The political climate in the United States surrounding the Nov. 8 elections may be described as divisive, and at times, hostile. A poll released by a research firm on Monday shows interesting trends in how Americans behave on social media following the 2016 election, with Democrats twice as likely to "unfriend" or block someone on Facebook and five times more likely to avoid a family member during the holidays due to clash in political beliefs.
Washington-based Public Religion Research Institute (PRRI) surveyed 1,004 adults across the country on their views on certain issues, and results show that Americans are greatly divided by political affiliation.
Blocking friends on social media was one of the issues addressed by the survey, and results show that 13 percent of those surveyed blocked, unfriended, or stopped following a person's online page because of political opinions that he/she shares on social media.
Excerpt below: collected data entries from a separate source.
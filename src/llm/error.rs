//! LLM client error types
//!
//! This module defines LlmError for generation-call error handling.

use serde::{Deserialize, Serialize};
use std::fmt;

/// Errors that can occur while talking to an LLM provider
#[derive(Debug, Clone, Serialize, Deserialize)]
pub enum LlmError {
    /// API request failed with the given message
    ApiError {
        message: String,
        status_code: Option<u16>,
    },

    /// Authentication failed or credentials are invalid
    AuthenticationError { message: String },

    /// Request timed out after the specified duration (in seconds)
    TimeoutError { seconds: u64 },

    /// Invalid or malformed response from the LLM
    InvalidResponse { message: String },

    /// Configuration error (missing API keys, invalid settings, etc.)
    ConfigurationError { message: String },

    /// Network-related error
    NetworkError { message: String },

    /// Generic error for other cases
    Other { message: String },
}

impl fmt::Display for LlmError {
    fn fmt(&self, f: &mut fmt::Formatter<'_>) -> fmt::Result {
        match self {
            LlmError::ApiError {
                message,
                status_code,
            } => {
                if let Some(code) = status_code {
                    write!(f, "API error ({}): {}", code, message)
                } else {
                    write!(f, "API error: {}", message)
                }
            }
            LlmError::AuthenticationError { message } => {
                write!(f, "Authentication failed: {}", message)
            }
            LlmError::TimeoutError { seconds } => {
                write!(f, "Request timed out after {} seconds", seconds)
            }
            LlmError::InvalidResponse { message } => {
                write!(f, "Invalid response from LLM: {}", message)
            }
            LlmError::ConfigurationError { message } => {
                write!(f, "Configuration error: {}", message)
            }
            LlmError::NetworkError { message } => {
                write!(f, "Network error: {}", message)
            }
            LlmError::Other { message } => {
                write!(f, "Error: {}", message)
            }
        }
    }
}

impl std::error::Error for LlmError {}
With Donald Trump winning the presidency, about 24 percent of Democrats said they removed somebody from their social media circle because of that person's political posts, while only 9 percent of Republicans did such.
The 2016 election has become synonymous with unfriending or blocking on social media, and one of the main reasons for this is the pervasiveness of social media platform such as Facebook. "We've created an environment ripe for disagreements," per Fordham University professor Jessica Baldwin-Philippi, who researches on the relationship between technology and politics, as reported by Politico.
The PRRI survey also looked into how family relationships were affected by the election outcome. While results show that Americans are generally unlikely to change holiday plans just to avoid conflict over politics with a family member, Democrats emerged to be five times more likely than Republicans to admit that they will steer clear of family members to avoid a heated political discussion.